» **What you need to do**:
Report every line below that carries the word "SharedRegistry".

(Records shown begins)

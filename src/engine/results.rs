use super::model::{ImageInfo, Model, ModelError};
use super::status::ScanStatus;
use crate::api::{Digest, ScanResult, WorkloadRef};
use std::collections::{BTreeMap, HashMap};
use tracing::error;

/// Histogram key for "no results yet".
const UNKNOWN_BUCKET: i64 = -1;
const UNKNOWN_STATUS: &str = "UNKNOWN";

impl Model {
    /// Results of a single image, `None` until it is scanned.
    pub fn image_result(&self, digest: &Digest) -> Result<Option<ScanResult>, ModelError> {
        let info = self
            .image(digest)
            .ok_or_else(|| ModelError::UnknownImage(digest.clone()))?;
        stored_result(info)
    }

    /// Worst-case roll-up over all images of a workload.
    ///
    /// `None` as long as any of its images is not scanned yet.
    pub fn workload_result(&self, key: &WorkloadRef) -> Result<Option<ScanResult>, ModelError> {
        let workload = self
            .workload(key)
            .ok_or_else(|| ModelError::UnknownWorkload(key.clone()))?;

        let mut result = ScanResult::clean();
        for container in &workload.containers {
            match self.image_result(&container.image.digest)? {
                Some(image) => result = result.combine(image),
                None => return Ok(None),
            }
        }

        Ok(Some(result))
    }

    /// Results of all fully scanned workloads and images.
    pub fn scan_results(&self) -> scanherd_api::ScanResults {
        let mut workloads = Vec::new();
        for workload in self.workloads() {
            match self.workload_result(&workload.key()) {
                Ok(Some(result)) => workloads.push(scanherd_api::ScannedWorkload {
                    namespace: workload.namespace.clone(),
                    name: workload.name.clone(),
                    policy_violations: result.policy_violations,
                    vulnerabilities: result.vulnerabilities,
                    overall_status: result.overall_status,
                }),
                Ok(None) => {}
                Err(err) => error!(workload = %workload.key(), "Unable to aggregate results: {err}"),
            }
        }
        workloads.sort_by(|a, b| (&a.namespace, &a.name).cmp(&(&b.namespace, &b.name)));

        let mut images = Vec::new();
        for info in self.images() {
            let result = match stored_result(info) {
                Ok(Some(result)) => result,
                Ok(None) => continue,
                Err(err) => {
                    error!(digest = %info.digest, "Unable to report results: {err}");
                    continue;
                }
            };
            for repo_tag in &info.repo_tags {
                images.push(scanherd_api::ScannedImage {
                    repository: repo_tag.repository.clone(),
                    tag: repo_tag.tag.clone(),
                    sha: info.digest.to_string(),
                    policy_violations: result.policy_violations,
                    vulnerabilities: result.vulnerabilities,
                    overall_status: result.overall_status,
                });
            }
        }
        images.sort_by(|a, b| (&a.sha, &a.repository, &a.tag).cmp(&(&b.sha, &b.repository, &b.tag)));

        scanherd_api::ScanResults { workloads, images }
    }

    /// Counters of the current state. The breaker status is filled in by the caller.
    pub fn metrics_snapshot(&self) -> scanherd_api::Metrics {
        let mut metrics = scanherd_api::Metrics {
            number_of_workloads: self.workloads().count(),
            number_of_images: self.images().count(),
            in_progress_scans: self.in_progress_count(),
            concurrent_scan_limit: self.config().concurrent_scan_limit,
            scan_queue_length: self.scan_queue().count(),
            backend_check_queue_length: self.backend_check_queue().count(),
            ..Default::default()
        };

        for status in ScanStatus::ALL {
            metrics.scan_status_counts.insert(status.to_string(), 0);
        }

        let mut references: HashMap<&Digest, usize> = HashMap::new();
        for workload in self.workloads() {
            *metrics
                .container_counts
                .entry(workload.containers.len())
                .or_default() += 1;
            for container in &workload.containers {
                *references.entry(&container.image.digest).or_default() += 1;
            }

            let result = self.workload_result(&workload.key()).ok().flatten();
            record_result(
                result,
                &mut metrics.workload_status,
                &mut metrics.workload_policy_violations,
                &mut metrics.workload_vulnerabilities,
            );
        }

        for info in self.images() {
            *metrics
                .scan_status_counts
                .entry(info.status.to_string())
                .or_default() += 1;
            *metrics
                .image_reference_counts
                .entry(references.get(&info.digest).copied().unwrap_or_default())
                .or_default() += 1;

            record_result(
                stored_result(info).ok().flatten(),
                &mut metrics.image_status,
                &mut metrics.image_policy_violations,
                &mut metrics.image_vulnerabilities,
            );
        }

        metrics
    }

    /// A full dump of the state, for debugging.
    pub fn dump(&self) -> scanherd_api::Model {
        let workloads: BTreeMap<String, scanherd_api::Workload> = self
            .workloads()
            .map(|w| (w.key().to_string(), w.clone().into()))
            .collect();

        let images = self
            .images()
            .map(|info| {
                let results = info.results;
                (
                    info.digest.to_string(),
                    scanherd_api::ModelImage {
                        sha: info.digest.to_string(),
                        repo_tags: info
                            .repo_tags
                            .iter()
                            .map(|rt| scanherd_api::RepoTag {
                                repository: rt.repository.clone(),
                                tag: rt.tag.clone(),
                            })
                            .collect(),
                        scan_status: info.status.to_string(),
                        priority: info.priority,
                        secs_in_current_status: info.time_in_current_status().as_secs(),
                        policy_violations: results.map(|r| r.policy_violations),
                        vulnerabilities: results.map(|r| r.vulnerabilities),
                        overall_status: results.map(|r| r.overall_status),
                    },
                )
            })
            .collect();

        let mut scan_queue: Vec<_> = self
            .scan_queue()
            .map(|(digest, priority)| scanherd_api::QueueEntry {
                sha: digest.to_string(),
                priority,
            })
            .collect();
        scan_queue.sort_by(|a, b| b.priority.cmp(&a.priority).then_with(|| a.sha.cmp(&b.sha)));

        let now = tokio::time::Instant::now();
        let transitions = self
            .transitions()
            .map(|t| scanherd_api::Transition {
                sha: t.digest.to_string(),
                from: t.from.to_string(),
                to: t.to.to_string(),
                legal: t.legal,
                secs_ago: now.saturating_duration_since(t.at).as_secs(),
            })
            .collect();

        scanherd_api::Model {
            workloads,
            images,
            scan_queue,
            backend_check_queue: self.backend_check_queue().map(|d| d.to_string()).collect(),
            transitions,
            concurrent_scan_limit: self.config().concurrent_scan_limit,
        }
    }
}

fn stored_result(info: &ImageInfo) -> Result<Option<ScanResult>, ModelError> {
    if info.status != ScanStatus::Complete {
        return Ok(None);
    }
    match info.results {
        Some(result) => Ok(Some(result)),
        None => {
            error!(digest = %info.digest, "Model inconsistency: complete, but no results");
            Err(ModelError::Inconsistent(format!(
                "{} is complete without results",
                info.digest
            )))
        }
    }
}

fn record_result(
    result: Option<ScanResult>,
    status: &mut BTreeMap<String, usize>,
    violations: &mut BTreeMap<i64, usize>,
    vulnerabilities: &mut BTreeMap<i64, usize>,
) {
    let (name, v, vulns) = match result {
        Some(result) => (
            result.overall_status.to_string(),
            i64::from(result.policy_violations),
            i64::from(result.vulnerabilities),
        ),
        None => (UNKNOWN_STATUS.to_string(), UNKNOWN_BUCKET, UNKNOWN_BUCKET),
    };
    *status.entry(name).or_default() += 1;
    *violations.entry(v).or_default() += 1;
    *vulnerabilities.entry(vulns).or_default() += 1;
}
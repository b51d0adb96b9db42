mod api;
mod backend;
mod config;
mod dispatch;
mod engine;
mod housekeeping;
mod metrics;
mod server;
mod watch;

use crate::backend::{CircuitBreaker, HttpBackend, MockBackend, ScanBackend};
use crate::config::Config;
use crate::dispatch::Dispatcher;
use crate::engine::Model;
use crate::housekeeping::Housekeeping;
use crate::metrics::{Metrics, TracingMetrics};
use crate::server::ServerConfig;
use clap::Parser;
use futures::future::{BoxFuture, FutureExt};
use k8s_openapi::api::core::v1::Pod;
use kube::{runtime::watcher, Api, Client};
use std::sync::Arc;
use tokio_util::sync::CancellationToken;
use tracing::info;
use tracing_subscriber::EnvFilter;

#[tokio::main]
async fn main() -> anyhow::Result<()> {
    let config = Config::parse();

    let filter = EnvFilter::try_from_default_env()
        .or_else(|_| EnvFilter::try_new(&config.log_level))?;
    tracing_subscriber::fmt().with_env_filter(filter).init();

    let metrics: Arc<dyn Metrics> = Arc::new(TracingMetrics);

    let backend: Arc<dyn ScanBackend> = if config.mock {
        info!("Using mock backend");
        Arc::new(MockBackend::new())
    } else {
        info!(url = %config.backend_url, "Using HTTP backend");
        Arc::new(HttpBackend::new(
            config.backend_url.clone(),
            config.backend_timeout,
        )?)
    };

    let stop = CancellationToken::new();
    let breaker = CircuitBreaker::new(config.max_backoff, metrics.clone());
    let (timings_tx, timings_rx) = tokio::sync::watch::channel(config.timings.clone());

    let model = Model::new(config.model_config(), metrics.clone());
    let (engine, runner) = engine::engine(model, timings_tx, metrics, stop.clone());

    let dispatcher = Dispatcher::new(
        engine.clone(),
        backend,
        breaker.clone(),
        timings_rx.clone(),
        stop.clone(),
    )
    .run();
    let housekeeping =
        Housekeeping::new(engine.clone(), breaker.clone(), timings_rx, stop.clone()).run();

    // pod watcher

    let pods: BoxFuture<anyhow::Result<()>> = if config.watch {
        let client = Client::try_default().await?;
        let api: Api<Pod> = Api::all(client);
        let stream = watcher(api, watcher::Config::default());
        watch::run(engine.clone(), stream).boxed()
    } else {
        info!("Not watching pods, expecting workloads through the API");
        futures::future::pending().boxed()
    };

    // server

    info!("Binding to {}", config.bind_addr);

    let server = server::run(
        ServerConfig {
            bind_addr: config.bind_addr.clone(),
        },
        engine,
        breaker,
    );

    let result = tokio::select! {
        result = server => result,
        result = runner => result,
        result = dispatcher => result,
        result = housekeeping => result,
        result = pods => result,
        _ = tokio::signal::ctrl_c() => {
            info!("Received interrupt");
            Ok(())
        }
    };

    stop.cancel();
    info!("Shutting down");

    result
}
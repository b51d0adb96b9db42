use crate::api::{Container, Image, RepoTag, Workload, WorkloadRef};
use crate::engine::Engine;
use futures::{Stream, TryStreamExt};
use k8s_openapi::api::core::v1::{ContainerStatus, Pod};
use kube::runtime::watcher;
use kube::{Resource, ResourceExt};
use std::pin::pin;
use tracing::{debug, info};

/// Feed pod events into the engine, until the stream ends or fails.
pub async fn run<S>(engine: Engine, stream: S) -> anyhow::Result<()>
where
    S: Stream<Item = Result<watcher::Event<Pod>, watcher::Error>>,
{
    let mut stream = pin!(stream);

    while let Some(evt) = stream.try_next().await? {
        match evt {
            watcher::Event::Applied(pod) => {
                if let Some(workload) = to_workload(&pod) {
                    engine.update_workload(workload).await?;
                }
            }
            watcher::Event::Deleted(pod) => {
                if let Some(key) = to_key(&pod) {
                    engine.delete_workload(key).await?;
                }
            }
            watcher::Event::Restarted(pods) => {
                let workloads: Vec<_> = pods.iter().filter_map(to_workload).collect();
                info!(workloads = workloads.len(), "Watch (re)started");
                engine.all_workloads(workloads).await?;
            }
        }
    }

    Ok(())
}

/// create a key for a pod
fn to_key(pod: &Pod) -> Option<WorkloadRef> {
    match (pod.namespace(), pod.meta().name.clone()) {
        (Some(namespace), Some(name)) => Some(WorkloadRef { namespace, name }),
        _ => None,
    }
}

fn to_workload(pod: &Pod) -> Option<Workload> {
    let key = to_key(pod)?;

    let containers = pod
        .status
        .iter()
        .flat_map(|s| {
            s.container_statuses
                .iter()
                .flatten()
                .chain(s.init_container_statuses.iter().flatten())
                .chain(s.ephemeral_container_statuses.iter().flatten())
        })
        .filter_map(to_container)
        .collect();

    Some(Workload {
        namespace: key.namespace,
        name: key.name,
        uid: pod.uid().unwrap_or_default(),
        containers,
    })
}

fn to_container(status: &ContainerStatus) -> Option<Container> {
    let Some((name, digest)) = parse_image_id(&status.image_id) else {
        debug!(container = %status.name, image_id = %status.image_id, "No usable image id (yet)");
        return None;
    };

    let repo_tag = if status.image.is_empty() {
        RepoTag {
            repository: name.to_string(),
            tag: None,
        }
    } else {
        parse_repo_tag(&status.image)
    };

    Some(Container {
        image: Image {
            digest: digest.into(),
            repo_tag,
            priority: None,
        },
        name: status.name.clone(),
    })
}

/// Split an image id into name and digest.
///
/// Accepts `docker-pullable://<name>@sha256:<hex>` as well as `<name>@sha256:<hex>`.
fn parse_image_id(image_id: &str) -> Option<(&str, &str)> {
    let id = image_id
        .strip_prefix("docker-pullable://")
        .unwrap_or(image_id);
    let (name, digest) = id.rsplit_once("@sha256:")?;

    if name.is_empty() || digest.is_empty() || !digest.chars().all(|c| c.is_ascii_hexdigit()) {
        return None;
    }

    Some((name, digest))
}

/// Split an image reference into repository and tag, dropping any digest.
fn parse_repo_tag(image: &str) -> RepoTag {
    let image = image.split_once('@').map(|(name, _)| name).unwrap_or(image);

    // a colon before the last slash belongs to the registry port
    let last_slash = image.rfind('/').unwrap_or(0);
    match image.rfind(':') {
        Some(colon) if colon > last_slash => RepoTag {
            repository: image[..colon].to_string(),
            tag: Some(image[colon + 1..].to_string()),
        },
        _ => RepoTag {
            repository: image.to_string(),
            tag: None,
        },
    }
}
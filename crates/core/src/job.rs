use std::future::Future;
use std::path::{Path, PathBuf};
use std::sync::Arc;
use std::time::Duration;

use chrono::{DateTime, Utc};
use thiserror::Error;
use tracing::{debug, info, warn};
use uuid::Uuid;

use crate::artifact::{ArtifactDescriptor, DELIMITER, OUTPUT_FILE_NAME};
use crate::media::{MediaSource, OutputProfile, Transcoder, MP3_128K};
use crate::registry::SharedRegistry;

pub const INVALID_REQUEST_MESSAGE: &str = "Invalid URL or missing title";
pub const SOURCE_FETCH_MESSAGE: &str = "Error converting the video";
pub const TRANSCODE_MESSAGE: &str = "Error converting the audio";
pub const TIMEOUT_MESSAGE: &str = "Conversion timed out";

#[derive(Debug, Clone, Copy, PartialEq, Eq)]
pub enum JobState {
    Requested,
    Fetching,
    Transcoding,
    Succeeded,
    Failed,
}

#[derive(Debug, Clone, Copy, PartialEq, Eq)]
pub enum JobStage {
    Fetch,
    Transcode,
}

#[derive(Debug, Clone, PartialEq, Eq, Error)]
pub enum FailureReason {
    #[error("invalid request: {0}")]
    InvalidRequest(String),
    #[error("source fetch failed: {0}")]
    SourceFetchError(String),
    #[error("transcode failed: {0}")]
    TranscodeError(String),
    #[error("{stage:?} stage timed out after {}s", .after.as_secs())]
    Timeout { stage: JobStage, after: Duration },
}

impl FailureReason {
    /// Text sent to the requesting connection.
    pub fn client_message(&self) -> &'static str {
        match self {
            Self::InvalidRequest(_) => INVALID_REQUEST_MESSAGE,
            Self::SourceFetchError(_) => SOURCE_FETCH_MESSAGE,
            Self::TranscodeError(_) => TRANSCODE_MESSAGE,
            Self::Timeout { .. } => TIMEOUT_MESSAGE,
        }
    }
}

/// One requested conversion, owned by the session that created it.
#[derive(Debug, Clone)]
pub struct ConversionJob {
    pub id: Uuid,
    pub source_id: String,
    pub title: String,
    pub state: JobState,
    pub outcome: Option<Result<ArtifactDescriptor, FailureReason>>,
    pub created_at: DateTime<Utc>,
    pub finished_at: Option<DateTime<Utc>>,
}

impl ConversionJob {
    pub fn new(source_id: impl Into<String>, title: impl Into<String>) -> Self {
        Self {
            id: Uuid::new_v4(),
            source_id: source_id.into(),
            title: title.into(),
            state: JobState::Requested,
            outcome: None,
            created_at: Utc::now(),
            finished_at: None,
        }
    }

    fn advance(&mut self, state: JobState) {
        debug!(job_id = %self.id, from = ?self.state, to = ?state, "Job state transition");
        self.state = state;
    }

    fn finish(&mut self, outcome: Result<ArtifactDescriptor, FailureReason>) {
        self.advance(if outcome.is_ok() {
            JobState::Succeeded
        } else {
            JobState::Failed
        });
        self.outcome = Some(outcome);
        self.finished_at = Some(Utc::now());
    }

    pub fn duration_ms(&self) -> Option<i64> {
        let finished_at = self.finished_at?;
        Some((finished_at - self.created_at).num_milliseconds().max(0))
    }
}

#[derive(Debug, Clone, Copy, PartialEq, Eq)]
pub struct JobTimeouts {
    pub fetch: Duration,
    pub transcode: Duration,
}

impl Default for JobTimeouts {
    fn default() -> Self {
        Self {
            fetch: Duration::from_secs(60),
            transcode: Duration::from_secs(30 * 60),
        }
    }
}

/// Runs conversion jobs against the external source and transcode
/// capabilities. Cheap to clone; jobs from different connections run fully
/// in parallel.
#[derive(Clone)]
pub struct JobRunner {
    media_dir: PathBuf,
    source: Arc<dyn MediaSource>,
    transcoder: Arc<dyn Transcoder>,
    registry: SharedRegistry,
    timeouts: JobTimeouts,
    profile: OutputProfile,
}

impl JobRunner {
    pub fn new(
        media_dir: PathBuf,
        source: Arc<dyn MediaSource>,
        transcoder: Arc<dyn Transcoder>,
        registry: SharedRegistry,
        timeouts: JobTimeouts,
    ) -> Self {
        Self {
            media_dir,
            source,
            transcoder,
            registry,
            timeouts,
            profile: MP3_128K,
        }
    }

    pub fn media_dir(&self) -> &Path {
        &self.media_dir
    }

    /// Run `job` to completion. On success the artifact is also appended to
    /// the registry's pending list.
    pub async fn run(&self, job: &mut ConversionJob) -> Result<ArtifactDescriptor, FailureReason> {
        let outcome = self.execute(job).await;
        match &outcome {
            Ok(descriptor) => {
                self.registry.push_pending(descriptor.clone()).await;
                info!(
                    job_id = %job.id,
                    title = %job.title,
                    link = %descriptor.relative_link(),
                    "Conversion completed"
                );
            }
            Err(reason) => {
                warn!(job_id = %job.id, title = %job.title, error = %reason, "Conversion failed");
            }
        }
        job.finish(outcome.clone());
        outcome
    }

    async fn execute(&self, job: &mut ConversionJob) -> Result<ArtifactDescriptor, FailureReason> {
        validate_request(&job.source_id, &job.title)?;
        let descriptor = ArtifactDescriptor::for_title(&job.title)
            .map_err(|err| FailureReason::InvalidRequest(err.to_string()))?;

        let output_dir = self.media_dir.join(&job.title);
        ensure_output_dir(&output_dir)
            .await
            .map_err(|err| FailureReason::TranscodeError(format!("{err:#}")))?;
        let output_path = output_dir.join(OUTPUT_FILE_NAME);

        job.advance(JobState::Fetching);
        let stream = with_timeout(
            JobStage::Fetch,
            self.timeouts.fetch,
            self.source.fetch(&job.source_id),
        )
        .await?
        .map_err(|err| FailureReason::SourceFetchError(format!("{err:#}")))?;

        job.advance(JobState::Transcoding);
        with_timeout(
            JobStage::Transcode,
            self.timeouts.transcode,
            self.transcoder
                .transcode(&stream, &self.profile, &output_path),
        )
        .await?
        .map_err(|err| FailureReason::TranscodeError(format!("{err:#}")))?;

        if !tokio::fs::try_exists(&output_path).await.unwrap_or(false) {
            return Err(FailureReason::TranscodeError(format!(
                "transcoder reported success but {} is missing",
                output_path.display()
            )));
        }

        Ok(descriptor)
    }
}

/// Both fields must be present; the title doubles as a folder name, so it
/// must also be a single safe path segment.
pub fn validate_request(source_id: &str, title: &str) -> Result<(), FailureReason> {
    if source_id.trim().is_empty() {
        return Err(FailureReason::InvalidRequest("missing source url".into()));
    }
    if title.trim().is_empty() {
        return Err(FailureReason::InvalidRequest("missing title".into()));
    }
    if title.contains('/') || title.contains('\\') || title.contains('\0') {
        return Err(FailureReason::InvalidRequest(
            "title must not contain path separators".into(),
        ));
    }
    if title == "." || title == ".." {
        return Err(FailureReason::InvalidRequest(
            "title must not be a relative path component".into(),
        ));
    }
    if title.contains(DELIMITER) {
        return Err(FailureReason::InvalidRequest(format!(
            "title must not contain '{DELIMITER}'"
        )));
    }
    Ok(())
}

async fn ensure_output_dir(dir: &Path) -> anyhow::Result<()> {
    use anyhow::Context;

    tokio::fs::create_dir_all(dir)
        .await
        .with_context(|| format!("failed to create output folder: {}", dir.display()))?;
    debug!(dir = %dir.display(), "Output folder ready");
    Ok(())
}

async fn with_timeout<T>(
    stage: JobStage,
    after: Duration,
    fut: impl Future<Output = T>,
) -> Result<T, FailureReason> {
    tokio::time::timeout(after, fut)
        .await
        .map_err(|_| FailureReason::Timeout { stage, after })
}

#[cfg(test)]
pub(crate) mod test_support {
    use std::path::Path;
    use std::sync::atomic::{AtomicUsize, Ordering};
    use std::time::Duration;

    use anyhow::{bail, Result};
    use async_trait::async_trait;

    use crate::media::{MediaSource, OutputProfile, SourceStream, Transcoder};

    /// Source that resolves any id unless it is listed as failing.
    #[derive(Default)]
    pub struct FakeSource {
        pub failing_ids: Vec<String>,
        pub delay: Option<Duration>,
        pub calls: AtomicUsize,
    }

    #[async_trait]
    impl MediaSource for FakeSource {
        async fn fetch(&self, source_id: &str) -> Result<SourceStream> {
            self.calls.fetch_add(1, Ordering::SeqCst);
            if let Some(delay) = self.delay {
                tokio::time::sleep(delay).await;
            }
            if self.failing_ids.iter().any(|id| id == source_id) {
                bail!("video unavailable: {source_id}");
            }
            Ok(SourceStream {
                source_id: source_id.to_string(),
                source_title: None,
                stream_location: format!("fake://{source_id}"),
            })
        }
    }

    /// Transcoder that writes a small placeholder file.
    #[derive(Default)]
    pub struct FakeTranscoder {
        pub fail: bool,
        pub delay: Option<Duration>,
        pub calls: AtomicUsize,
    }

    #[async_trait]
    impl Transcoder for FakeTranscoder {
        async fn transcode(
            &self,
            input: &SourceStream,
            profile: &OutputProfile,
            output: &Path,
        ) -> Result<()> {
            self.calls.fetch_add(1, Ordering::SeqCst);
            if let Some(delay) = self.delay {
                tokio::time::sleep(delay).await;
            }
            if self.fail {
                bail!("encoder crashed");
            }
            let body = format!("{}@{}", input.stream_location, profile.bitrate);
            tokio::fs::write(output, body).await?;
            Ok(())
        }
    }
}
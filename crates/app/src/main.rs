#[tokio::main]
async fn main() {
    if let Err(error) = audiovault_app::run_from_env().await {
        tracing::error!("{error:#}");
        std::process::exit(1);
    }
}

(Records shown ends)

» **Answer space**:
use crate::registry::SharedRegistry;
    registry: SharedRegistry,
        registry: SharedRegistry,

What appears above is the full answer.